#### How to complete this task:
Whenever a line below includes the word "payload", copy that line.

#### Extracted information:
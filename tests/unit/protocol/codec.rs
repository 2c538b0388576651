use super::*;

#[test]
fn decodes_reference_request_shape() {
    let json = br#"{"requests":[{"id":"1","function":"waveform","params":["AAAA","extra"]}]}"#;
    let requests = decode_requests(json).unwrap();
    assert_eq!(requests.len(), 1);
    assert_eq!(requests[0].id, "1");
    assert!(requests[0].is_waveform());
    assert_eq!(requests[0].payload(), Some("AAAA"));
    assert_eq!(requests[0].params.len(), 2);
}

#[test]
fn missing_fields_default_to_empty() {
    let requests = decode_requests(br#"{"requests":[{"id":"a"},{}]}"#).unwrap();
    assert_eq!(requests.len(), 2);
    assert_eq!(requests[0].function, "");
    assert_eq!(requests[0].payload(), None);
    assert_eq!(requests[1], RenderRequest::default());

    assert!(decode_requests(b"{}").unwrap().is_empty());
}

#[test]
fn unknown_fields_are_ignored() {
    let json = br#"{"jsonrpc":"2.0","requests":[{"id":"x","function":"f","params":[],"meta":1}]}"#;
    let requests = decode_requests(json).unwrap();
    assert_eq!(requests[0].function, "f");
}

#[test]
fn malformed_json_is_a_decode_error() {
    let cases: [&[u8]; 5] = [b"", b"{", b"not json", br#"{"requests":{}}"#, b"[1,2]"];
    for bad in cases {
        let err = decode_requests(bad).unwrap_err();
        assert!(matches!(err, WaveformError::Decode(_)), "input {bad:?}");
    }
}

#[test]
fn empty_batch_encodes_to_empty_array() {
    let out = encode_responses(&[]).unwrap();
    assert_eq!(out, br#"{"responses":[]}"#);
}

#[test]
fn responses_keep_field_order_and_marker() {
    let out = encode_responses(&[
        RenderResult::success("1", "QUJD".to_owned()),
        RenderResult::failure("2", "bad payload"),
    ])
    .unwrap();
    assert_eq!(
        std::str::from_utf8(&out).unwrap(),
        r#"{"responses":[{"id":"1","result":"QUJD","error":"false"},{"id":"2","result":"","error":"bad payload"}]}"#
    );
}

#[test]
fn client_side_helpers_mirror_server_side() {
    let requests = vec![
        RenderRequest::waveform("a", "AAAA"),
        RenderRequest::waveform("b", "BBBB"),
    ];
    let doc = encode_requests(&requests).unwrap();
    assert_eq!(decode_requests(&doc).unwrap(), requests);

    let results = vec![RenderResult::failure("a", "x")];
    let doc = encode_responses(&results).unwrap();
    let decoded = decode_responses(&doc).unwrap();
    assert_eq!(decoded, results);
    assert!(!decoded[0].is_success());
}
use std::num::NonZeroU32;

use crate::color::{
    hex::Rgb8,
    policy::{ColorPolicy, ColorStrategy},
};

/// Immutable rendering policy shared by every request of a batch.
///
/// Built once at startup and passed by reference; nothing downstream mutates it.
#[derive(Clone, Copy, Debug, PartialEq, Eq)]
pub struct RenderPolicy {
    /// Resolved colors and strategy.
    pub colors: ColorPolicy,
    /// Waveform bars per second of audio.
    pub resolution_hz: NonZeroU32,
    /// Horizontal pixel magnification.
    pub scale_x: NonZeroU32,
    /// Vertical pixel magnification.
    pub scale_y: NonZeroU32,
    /// Curvature applied to bars when `scale_x > 1`.
    pub sharpness: u32,
    /// Seed for the `fuzz` strategy; `None` draws from thread-local entropy.
    pub fuzz_seed: Option<u64>,
}

impl RenderPolicy {
    /// Aggregate already-validated options into a policy.
    pub fn build(
        colors: ColorPolicy,
        resolution_hz: NonZeroU32,
        scale_x: NonZeroU32,
        scale_y: NonZeroU32,
        sharpness: u32,
    ) -> Self {
        Self {
            colors,
            resolution_hz,
            scale_x,
            scale_y,
            sharpness,
            fuzz_seed: None,
        }
    }

    /// Same policy with a fixed `fuzz` seed.
    pub fn with_fuzz_seed(self, fuzz_seed: Option<u64>) -> Self {
        Self { fuzz_seed, ..self }
    }

    /// The selected color strategy.
    pub fn strategy(&self) -> ColorStrategy {
        self.colors.strategy
    }

    /// Whether two renders of the same audio are guaranteed to be pixel-identical.
    pub fn is_deterministic(&self) -> bool {
        self.strategy().is_deterministic() || self.fuzz_seed.is_some()
    }
}

impl Default for RenderPolicy {
    /// White background, black solid waveform, unit resolution and scale.
    fn default() -> Self {
        let colors = ColorPolicy {
            background: Rgb8::new(255, 255, 255),
            foreground: Rgb8::BLACK,
            alternate: Rgb8::BLACK,
            strategy: ColorStrategy::Solid,
        };
        Self::build(colors, NonZeroU32::MIN, NonZeroU32::MIN, NonZeroU32::MIN, 1)
    }
}

#[cfg(test)]
#[path = "../../tests/unit/render/policy.rs"]
mod tests;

#### Result of this task:
    assert_eq!(requests[0].payload(), Some("AAAA"));
    assert_eq!(requests[0].payload(), None);
        RenderResult::failure("2", "bad payload"),
        r#"{"responses":[{"id":"1","result":"QUJD","error":"false"},{"id":"2","result":"","error":"bad payload"}]}"#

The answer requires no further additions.